Cinnamon Fern is a common species found throughout the forests of South Carolina. It prefers moist woodlands and floodplain forests. It is a large fern that can exceed 4ft in height. They are found both solitary and in large colonies. The species is a living fossil that has existed relatively unchanged for over 75 million years. The species produces large fronds that it holds erect above the forest floor. An easy way to identify cinnamon fern is by the clumps of fine reddish hairs at the nodes of the stem. The fronds are divided twice, and quite finely, giving them a feathery appearance. These divided leaf sections are called pinnae. These large leafy fronds are called sterile fronds and are used for photosynthesis. In the center of these sterile fronds, fertile fronds emerge. These fertile fronds are shorter, thinner, and point straight upward. The fertile vegetation has a granulated appearance and reddish-brown color, much like cinnamon.

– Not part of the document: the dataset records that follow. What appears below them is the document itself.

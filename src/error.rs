use thiserror::Error;

#[derive(Error, Debug)]
pub enum SensorError {
    #[error("{sensor} unavailable: {reason}")]
    Unavailable { sensor: &'static str, reason: String },

    #[error("{0} stream disconnected")]
    Disconnected(&'static str),

    #[error("{sensor} read failed: {reason}")]
    Read { sensor: &'static str, reason: String },
}

impl SensorError {
    pub fn unavailable(sensor: &'static str, reason: impl ToString) -> Self {
        SensorError::Unavailable {
            sensor,
            reason: reason.to_string(),
        }
    }

    pub fn read(sensor: &'static str, reason: impl ToString) -> Self {
        SensorError::Read {
            sensor,
            reason: reason.to_string(),
        }
    }
}
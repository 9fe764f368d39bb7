//! Privileged account mutations. Each one commits together with its audit record.

use crate::error::CreditError;
use crate::models::{
    Account, ActorMeta, LedgerEntry, NewAccount, UserRole, UserStatus, ACTION_UPDATE_ROLE,
    ACTION_UPDATE_STATUS, TARGET_USER,
};
use crate::services::audit::{field_snapshot, AuditService};
use crate::services::ledger::{lock_existing, CreditLedger};
use crate::services::metrics::{record_error, record_operation};
use crate::services::pagination::Page;
use crate::services::store::CreditStore;
use serde::{Deserialize, Serialize};
use std::sync::Arc;
use tracing::{error, info, instrument, warn};

/// Page of accounts, newest first.
#[derive(Debug, Clone, Serialize, Deserialize)]
pub struct AccountPage {
    pub accounts: Vec<Account>,
    pub total: i64,
    pub page: i64,
    pub page_size: i64,
}

#[derive(Clone)]
pub struct AdminService {
    store: Arc<dyn CreditStore>,
    audit: AuditService,
    ledger: CreditLedger,
}

impl AdminService {
    pub fn new(store: Arc<dyn CreditStore>, audit: AuditService, ledger: CreditLedger) -> Self {
        Self {
            store,
            audit,
            ledger,
        }
    }

    /// Set a user's status. `status` must be `active` or `disabled`.
    #[instrument(skip(self, meta))]
    pub async fn update_user_status(
        &self,
        admin_id: i64,
        user_id: i64,
        status: &str,
        meta: &ActorMeta,
    ) -> Result<Account, CreditError> {
        let result = match UserStatus::parse(status) {
            Some(status) => self.apply_status(admin_id, user_id, status, meta).await,
            None => Err(CreditError::InvalidStatus(status.to_string())),
        };
        self.observe("update_status", result)
    }

    async fn apply_status(
        &self,
        admin_id: i64,
        user_id: i64,
        status: UserStatus,
        meta: &ActorMeta,
    ) -> Result<Account, CreditError> {
        let mut tx = self.store.begin().await?;
        let mut account = lock_existing(tx.as_mut(), user_id).await?;
        let before = account.status;

        tx.set_status(user_id, status).await?;
        self.audit
            .write_with_tx(
                tx.as_mut(),
                admin_id,
                ACTION_UPDATE_STATUS,
                TARGET_USER,
                &user_id.to_string(),
                Some(field_snapshot("status", before.as_str())),
                Some(field_snapshot("status", status.as_str())),
                meta,
            )
            .await?;
        tx.commit().await?;

        info!(
            admin_id = admin_id,
            user_id = user_id,
            before = %before,
            after = %status,
            "User status updated"
        );
        account.status = status;
        Ok(account)
    }

    /// Set a user's role. `role` must be `user`, `vip`, `admin` or `platform_admin`.
    #[instrument(skip(self, meta))]
    pub async fn update_user_role(
        &self,
        admin_id: i64,
        user_id: i64,
        role: &str,
        meta: &ActorMeta,
    ) -> Result<Account, CreditError> {
        let result = match UserRole::parse(role) {
            Some(role) => self.apply_role(admin_id, user_id, role, meta).await,
            None => Err(CreditError::InvalidRole(role.to_string())),
        };
        self.observe("update_role", result)
    }

    async fn apply_role(
        &self,
        admin_id: i64,
        user_id: i64,
        role: UserRole,
        meta: &ActorMeta,
    ) -> Result<Account, CreditError> {
        let mut tx = self.store.begin().await?;
        let mut account = lock_existing(tx.as_mut(), user_id).await?;
        let before = account.role;

        tx.set_role(user_id, role).await?;
        self.audit
            .write_with_tx(
                tx.as_mut(),
                admin_id,
                ACTION_UPDATE_ROLE,
                TARGET_USER,
                &user_id.to_string(),
                Some(field_snapshot("role", before.as_str())),
                Some(field_snapshot("role", role.as_str())),
                meta,
            )
            .await?;
        tx.commit().await?;

        info!(
            admin_id = admin_id,
            user_id = user_id,
            before = %before,
            after = %role,
            "User role updated"
        );
        account.role = role;
        Ok(account)
    }

    /// Top up a user's balance. See [`CreditLedger::recharge`].
    pub async fn recharge_credits(
        &self,
        admin_id: i64,
        user_id: i64,
        amount: i64,
        note: &str,
        meta: &ActorMeta,
    ) -> Result<(Account, LedgerEntry), CreditError> {
        self.ledger
            .recharge(admin_id, user_id, amount, note, meta)
            .await
    }

    pub async fn list_accounts(&self, page: i64, page_size: i64) -> Result<AccountPage, CreditError> {
        let page = Page::new(page, page_size);
        let (accounts, total) = self
            .store
            .list_accounts(page.limit(), page.offset())
            .await?;
        Ok(AccountPage {
            accounts,
            total,
            page: page.page,
            page_size: page.page_size,
        })
    }

    /// Open a zero-balance account.
    #[instrument(skip(self, input), fields(user_id = input.user_id))]
    pub async fn open_account(&self, input: &NewAccount) -> Result<Account, CreditError> {
        let account = self.store.create_account(input).await?;
        info!(user_id = account.user_id, role = %account.role, "Account opened");
        Ok(account)
    }

    fn observe(
        &self,
        operation: &str,
        result: Result<Account, CreditError>,
    ) -> Result<Account, CreditError> {
        match &result {
            Ok(_) => record_operation(operation, 0),
            Err(e) => {
                record_error(operation, e.error_type());
                if e.is_user_facing() {
                    warn!(operation = operation, error = %e, "Admin mutation rejected");
                } else {
                    error!(operation = operation, error = %e, "Admin mutation failed");
                }
            }
        }
        result
    }
}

This distinction between fertile and sterile fronds is made because ferns are not flowering plants or even seed-bearing plants. They produce no flowers, fruits, or seeds. They are more ancient vascular plants and reproduce with spores and in a manner similar, but different, to fungi. The almost microscopic sporangium can be thought of as the fern equivalent of a flower. The sporangia are borne on the underside of the leaves and are typically clustered in orange colored-spots called sori. In Cinnamon Ferns, the fertile fronds are almost entirely made of sporangia, lending the fronds their namesake color and granulated appearance. These spores require a wet surface to germinate and grow into a tiny specialized life stage called a gametophyte. This life stage is a separate plant, grows by photosynthesis on its own, and only has half the chromosomes of its parent. The fern gametophyte’s sole purpose is to create an embryo. It’s sort of like a flower but a separate plant. The embryo it creates grows into a new adult fern from within the gametophyte, like a seed in a flowering plant would. It’s not a very efficient process, which is why flowering plants have come to dominate the Earth but many fern species still find a home in wetlands were this reproductive strategy is still viable.